Solitary reading also enables people to read their scriptures too selectively, focusing on isolated texts that they read out of context, and ignoring others that do not chime with their own predilections. Religious militants who read their scriptures in this way often distort the tradition they are trying to defend. Christian fundamentalists concentrate on the aggressive Book of Revelation and pay no attention to the Sermon on the Mount, while Muslim extremists rely on the more belligerent passages of the Qur’an and overlook its oft-repeated instructions to leave vengeance to God and make peace with the enemy.

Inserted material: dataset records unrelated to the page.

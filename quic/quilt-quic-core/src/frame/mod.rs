// Copyright Amazon.com, Inc. or its affiliates. All Rights Reserved.
// SPDX-License-Identifier: Apache-2.0

use crate::{crypto::EncryptionLevel, varint::VarInt};
use core::{fmt, mem::size_of};
use quilt_codec::{
    decoder_invariant, DecoderBuffer, DecoderBufferResult, DecoderError, Encoder, EncoderValue,
};

//= https://www.rfc-editor.org/rfc/rfc9000#section-12.4
//# Packets contain one or more frames.  This section describes the
//# format and semantics of the core QUIC frame types.

pub type Tag = u8;

/// Returned when a frame cannot be reduced to fit a packet's remaining
/// capacity
#[derive(Clone, Copy, Debug, PartialEq, Eq)]
pub struct FitError;

impl fmt::Display for FitError {
    fn fmt(&self, f: &mut fmt::Formatter) -> fmt::Result {
        write!(f, "could not fit the frame in the provided capacity")
    }
}

// This implements a codec for a frame that contains simple values that
// don't vary based on the tag
macro_rules! simple_frame_codec {
    ($name:ident {
        $(
            $field:ident
        ),*
    }, $tag:expr) => {
        quilt_codec::decoder_parameterized_value!(
            impl<'a> $name {
                fn decode(_tag: crate::frame::Tag, buffer: Buffer) -> Result<Self> {
                    $(
                        let ($field, buffer) = buffer.decode()?;
                    )*

                    let frame = $name { $($field),* };

                    Ok((frame, buffer))
                }
            }
        );

        impl quilt_codec::EncoderValue for $name {
            #[inline]
            fn encode<E: quilt_codec::Encoder>(&self, buffer: &mut E) {
                buffer.encode(&$tag);
                $(
                    buffer.encode(&self.$field);
                )*
            }
        }
    };
}

pub mod ack;
pub mod ack_elicitation;
pub mod ack_frequency;
pub mod connection_close;
pub mod crypto;
pub mod data_blocked;
pub mod datagram;
pub mod handshake_done;
pub mod immediate_ack;
pub mod max_data;
pub mod max_stream_data;
pub mod max_streams;
pub mod new_connection_id;
pub mod new_token;
pub mod padding;
pub mod path_challenge;
pub mod path_response;
pub mod ping;
pub mod reset_stream;
pub mod reset_stream_at;
pub mod retire_connection_id;
pub mod stop_sending;
pub mod stream;
pub mod stream_data_blocked;
pub mod streams_blocked;

#[cfg(test)]
mod tests;

pub use ack::{Ack, AckRanges, AckRangesDecoder, EcnCounts, ReceiveTimestamps, TimestampRange};
pub use ack_elicitation::AckElicitation;
pub use ack_frequency::AckFrequency;
pub use connection_close::ConnectionClose;
pub use crypto::{Crypto, CryptoRef};
pub use data_blocked::DataBlocked;
pub use datagram::{Datagram, DatagramRef};
pub use handshake_done::HandshakeDone;
pub use immediate_ack::ImmediateAck;
pub use max_data::MaxData;
pub use max_stream_data::MaxStreamData;
pub use max_streams::MaxStreams;
pub use new_connection_id::NewConnectionId;
pub use new_token::NewToken;
pub use padding::Padding;
pub use path_challenge::PathChallenge;
pub use path_response::PathResponse;
pub use ping::Ping;
pub use reset_stream::ResetStream;
pub use reset_stream_at::ResetStreamAt;
pub use retire_connection_id::RetireConnectionId;
pub use stop_sending::StopSending;
pub use stream::{Stream, StreamRef, StreamType};
pub use stream_data_blocked::StreamDataBlocked;
pub use streams_blocked::StreamsBlocked;

/// A decoded frame borrowing its variable-length payloads from the packet
/// it was parsed from
#[derive(Debug, PartialEq, Eq)]
pub enum Frame<'a> {
    Padding(Padding),
    Ping(Ping),
    Ack(Ack<AckRangesDecoder<'a>>),
    ResetStream(ResetStream),
    ResetStreamAt(ResetStreamAt),
    StopSending(StopSending),
    Crypto(CryptoRef<'a>),
    NewToken(NewToken<'a>),
    Stream(StreamRef<'a>),
    MaxData(MaxData),
    MaxStreamData(MaxStreamData),
    MaxStreams(MaxStreams),
    DataBlocked(DataBlocked),
    StreamDataBlocked(StreamDataBlocked),
    StreamsBlocked(StreamsBlocked),
    NewConnectionId(NewConnectionId),
    RetireConnectionId(RetireConnectionId),
    PathChallenge(PathChallenge),
    PathResponse(PathResponse),
    ConnectionClose(ConnectionClose<'a>),
    HandshakeDone(HandshakeDone),
    Datagram(DatagramRef<'a>),
    AckFrequency(AckFrequency),
    ImmediateAck(ImmediateAck),
}

macro_rules! dispatch_frame {
    ($self:expr, |$frame:ident| $body:expr) => {
        match $self {
            Frame::Padding($frame) => $body,
            Frame::Ping($frame) => $body,
            Frame::Ack($frame) => $body,
            Frame::ResetStream($frame) => $body,
            Frame::ResetStreamAt($frame) => $body,
            Frame::StopSending($frame) => $body,
            Frame::Crypto($frame) => $body,
            Frame::NewToken($frame) => $body,
            Frame::Stream($frame) => $body,
            Frame::MaxData($frame) => $body,
            Frame::MaxStreamData($frame) => $body,
            Frame::MaxStreams($frame) => $body,
            Frame::DataBlocked($frame) => $body,
            Frame::StreamDataBlocked($frame) => $body,
            Frame::StreamsBlocked($frame) => $body,
            Frame::NewConnectionId($frame) => $body,
            Frame::RetireConnectionId($frame) => $body,
            Frame::PathChallenge($frame) => $body,
            Frame::PathResponse($frame) => $body,
            Frame::ConnectionClose($frame) => $body,
            Frame::HandshakeDone($frame) => $body,
            Frame::Datagram($frame) => $body,
            Frame::AckFrequency($frame) => $body,
            Frame::ImmediateAck($frame) => $body,
        }
    };
}

impl<'a> Frame<'a> {
    /// Decodes a single frame from the start of `buffer`.
    ///
    //= https://www.rfc-editor.org/rfc/rfc9000#section-12.4
    //# The Frame Type field uses a variable-length integer encoding (see
    //# Section 16), with one exception.  To ensure simple and efficient
    //# implementations of frame parsing, a frame type MUST use the shortest
    //# possible encoding.
    pub fn decode(buffer: DecoderBuffer<'a>) -> DecoderBufferResult<'a, Self> {
        let tag = buffer.peek_byte(0)?;

        if tag < 0x40 {
            let buffer = buffer.skip(size_of::<Tag>())?;
            return Self::decode_single_byte_tag(tag, buffer);
        }

        // extension frame types use the full variable-length encoding
        let start_len = buffer.len();
        let (extended_tag, buffer) = buffer.decode::<VarInt>()?;
        let consumed = start_len - buffer.len();
        decoder_invariant!(
            consumed == extended_tag.encoding_size(),
            "frame type not minimally encoded"
        );

        match extended_tag.as_u64() {
            ack_frequency::ACK_FREQUENCY_TAG => {
                let (frame, buffer) = buffer.decode_parameterized::<AckFrequency>(0)?;
                Ok((Frame::AckFrequency(frame), buffer))
            }
            _ => Err(DecoderError::InvariantViolation("invalid frame")),
        }
    }

    fn decode_single_byte_tag(
        tag: Tag,
        buffer: DecoderBuffer<'a>,
    ) -> DecoderBufferResult<'a, Self> {
        macro_rules! decode {
            ($variant:ident, $ty:ty) => {{
                let (frame, buffer) = buffer.decode_parameterized::<$ty>(tag)?;
                Ok((Frame::$variant(frame), buffer))
            }};
        }

        match tag {
            0x00 => decode!(Padding, Padding),
            0x01 => decode!(Ping, Ping),
            0x02..=0x03 => decode!(Ack, Ack<AckRangesDecoder>),
            0x04 => decode!(ResetStream, ResetStream),
            0x05 => decode!(StopSending, StopSending),
            0x06 => decode!(Crypto, CryptoRef),
            0x07 => decode!(NewToken, NewToken),
            0x08..=0x0f => decode!(Stream, StreamRef),
            0x10 => decode!(MaxData, MaxData),
            0x11 => decode!(MaxStreamData, MaxStreamData),
            0x12..=0x13 => decode!(MaxStreams, MaxStreams),
            0x14 => decode!(DataBlocked, DataBlocked),
            0x15 => decode!(StreamDataBlocked, StreamDataBlocked),
            0x16..=0x17 => decode!(StreamsBlocked, StreamsBlocked),
            0x18 => decode!(NewConnectionId, NewConnectionId),
            0x19 => decode!(RetireConnectionId, RetireConnectionId),
            0x1a => decode!(PathChallenge, PathChallenge),
            0x1b => decode!(PathResponse, PathResponse),
            0x1c..=0x1d => decode!(ConnectionClose, ConnectionClose),
            0x1e => decode!(HandshakeDone, HandshakeDone),
            0x1f => decode!(ImmediateAck, ImmediateAck),
            ack::ACK_W_RECEIVE_TIMESTAMPS_TAG => decode!(Ack, Ack<AckRangesDecoder>),
            0x24 => decode!(ResetStreamAt, ResetStreamAt),
            0x30..=0x31 => decode!(Datagram, DatagramRef),
            _ => Err(DecoderError::InvariantViolation("invalid frame")),
        }
    }

    /// Returns the frame type as it appears on the wire
    pub fn frame_type(&self) -> VarInt {
        match self {
            Frame::Padding(frame) => VarInt::from_u8(frame.tag()),
            Frame::Ping(frame) => VarInt::from_u8(frame.tag()),
            Frame::Ack(frame) => VarInt::from_u8(frame.tag()),
            Frame::ResetStream(frame) => VarInt::from_u8(frame.tag()),
            Frame::ResetStreamAt(frame) => VarInt::from_u8(frame.tag()),
            Frame::StopSending(frame) => VarInt::from_u8(frame.tag()),
            Frame::Crypto(frame) => VarInt::from_u8(frame.tag()),
            Frame::NewToken(frame) => VarInt::from_u8(frame.tag()),
            Frame::Stream(frame) => VarInt::from_u8(frame.tag()),
            Frame::MaxData(frame) => VarInt::from_u8(frame.tag()),
            Frame::MaxStreamData(frame) => VarInt::from_u8(frame.tag()),
            Frame::MaxStreams(frame) => VarInt::from_u8(frame.tag()),
            Frame::DataBlocked(frame) => VarInt::from_u8(frame.tag()),
            Frame::StreamDataBlocked(frame) => VarInt::from_u8(frame.tag()),
            Frame::StreamsBlocked(frame) => VarInt::from_u8(frame.tag()),
            Frame::NewConnectionId(frame) => VarInt::from_u8(frame.tag()),
            Frame::RetireConnectionId(frame) => VarInt::from_u8(frame.tag()),
            Frame::PathChallenge(frame) => VarInt::from_u8(frame.tag()),
            Frame::PathResponse(frame) => VarInt::from_u8(frame.tag()),
            Frame::ConnectionClose(frame) => VarInt::from_u8(frame.tag()),
            Frame::HandshakeDone(frame) => VarInt::from_u8(frame.tag()),
            Frame::Datagram(frame) => VarInt::from_u8(frame.tag()),
            Frame::AckFrequency(frame) => frame.tag(),
            Frame::ImmediateAck(frame) => VarInt::from_u8(frame.tag()),
        }
    }

    /// Returns whether receipt of this frame obligates an acknowledgment
    //= https://www.rfc-editor.org/rfc/rfc9000#section-12.4
    //# Table 3 lists and summarizes information about each frame type that
    //# is defined in this document.
    pub fn ack_elicitation(&self) -> AckElicitation {
        match self {
            Frame::Padding(_) | Frame::Ack(_) | Frame::ConnectionClose(_) => {
                AckElicitation::NonEliciting
            }
            _ => AckElicitation::Eliciting,
        }
    }

    /// Returns true if the frame may appear in a probing packet
    //= https://www.rfc-editor.org/rfc/rfc9000#section-9.1
    //# PATH_CHALLENGE, PATH_RESPONSE, NEW_CONNECTION_ID, and PADDING
    //# frames are "probing frames", and all other frames are "non-probing
    //# frames".
    pub fn is_probing(&self) -> bool {
        matches!(
            self,
            Frame::Padding(_)
                | Frame::PathChallenge(_)
                | Frame::PathResponse(_)
                | Frame::NewConnectionId(_)
        )
    }

    /// Returns true if the frame is acceptable in a packet decrypted at
    /// `level`.
    ///
    /// A forbidden frame at a given level is a protocol violation.
    pub fn is_allowed(&self, level: EncryptionLevel) -> bool {
        match level {
            EncryptionLevel::Initial | EncryptionLevel::Handshake => matches!(
                self,
                Frame::Crypto(_)
                    | Frame::Ack(_)
                    | Frame::Ping(_)
                    | Frame::Padding(_)
                    | Frame::ConnectionClose(_)
            ),
            EncryptionLevel::ZeroRtt => !matches!(
                self,
                Frame::Ack(_)
                    | Frame::HandshakeDone(_)
                    | Frame::NewToken(_)
                    | Frame::PathResponse(_)
                    | Frame::RetireConnectionId(_)
            ),
            EncryptionLevel::OneRtt => true,
        }
    }
}

impl<'a> EncoderValue for Frame<'a> {
    fn encode<E: Encoder>(&self, buffer: &mut E) {
        dispatch_frame!(self, |frame| buffer.encode(frame))
    }
}

macro_rules! impl_from_frame {
    ($variant:ident, $ty:ty) => {
        impl<'a> From<$ty> for Frame<'a> {
            #[inline]
            fn from(frame: $ty) -> Self {
                Frame::$variant(frame)
            }
        }
    };
}

impl_from_frame!(Padding, Padding);
impl_from_frame!(Ping, Ping);
impl_from_frame!(ResetStream, ResetStream);
impl_from_frame!(ResetStreamAt, ResetStreamAt);
impl_from_frame!(StopSending, StopSending);
impl_from_frame!(Crypto, CryptoRef<'a>);
impl_from_frame!(NewToken, NewToken<'a>);
impl_from_frame!(Stream, StreamRef<'a>);
impl_from_frame!(MaxData, MaxData);
impl_from_frame!(MaxStreamData, MaxStreamData);
impl_from_frame!(MaxStreams, MaxStreams);
impl_from_frame!(DataBlocked, DataBlocked);
impl_from_frame!(StreamDataBlocked, StreamDataBlocked);
impl_from_frame!(StreamsBlocked, StreamsBlocked);
impl_from_frame!(NewConnectionId, NewConnectionId);
impl_from_frame!(RetireConnectionId, RetireConnectionId);
impl_from_frame!(PathChallenge, PathChallenge);
impl_from_frame!(PathResponse, PathResponse);
impl_from_frame!(ConnectionClose, ConnectionClose<'a>);
impl_from_frame!(HandshakeDone, HandshakeDone);
impl_from_frame!(Datagram, DatagramRef<'a>);
impl_from_frame!(AckFrequency, AckFrequency);
impl_from_frame!(ImmediateAck, ImmediateAck);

Unfortunately, Ms Armstrong finishes her illuminating piece with a clumsy defence of Islam (this is The Guardian, remember) and blames the media for concentrating ‘obsessively on the more aggressive verses of the Qur’an, without fully appreciating how these are qualified by the text as a whole’. With all respect to the lady, it’s the perpetrators of Muslim terrorism who have actually focussed on the aggression of the Qu’ran and distorted - I’m sure Ms Armstrong would agree - the peaceful message of the text.

If the thrust of her piece is correct it is actually Muslims - and the adherents of religion in general - who need to relearn the correct way to approach their texts rather than reporters to learn new ways of reporting on the consequences of incorrect practise.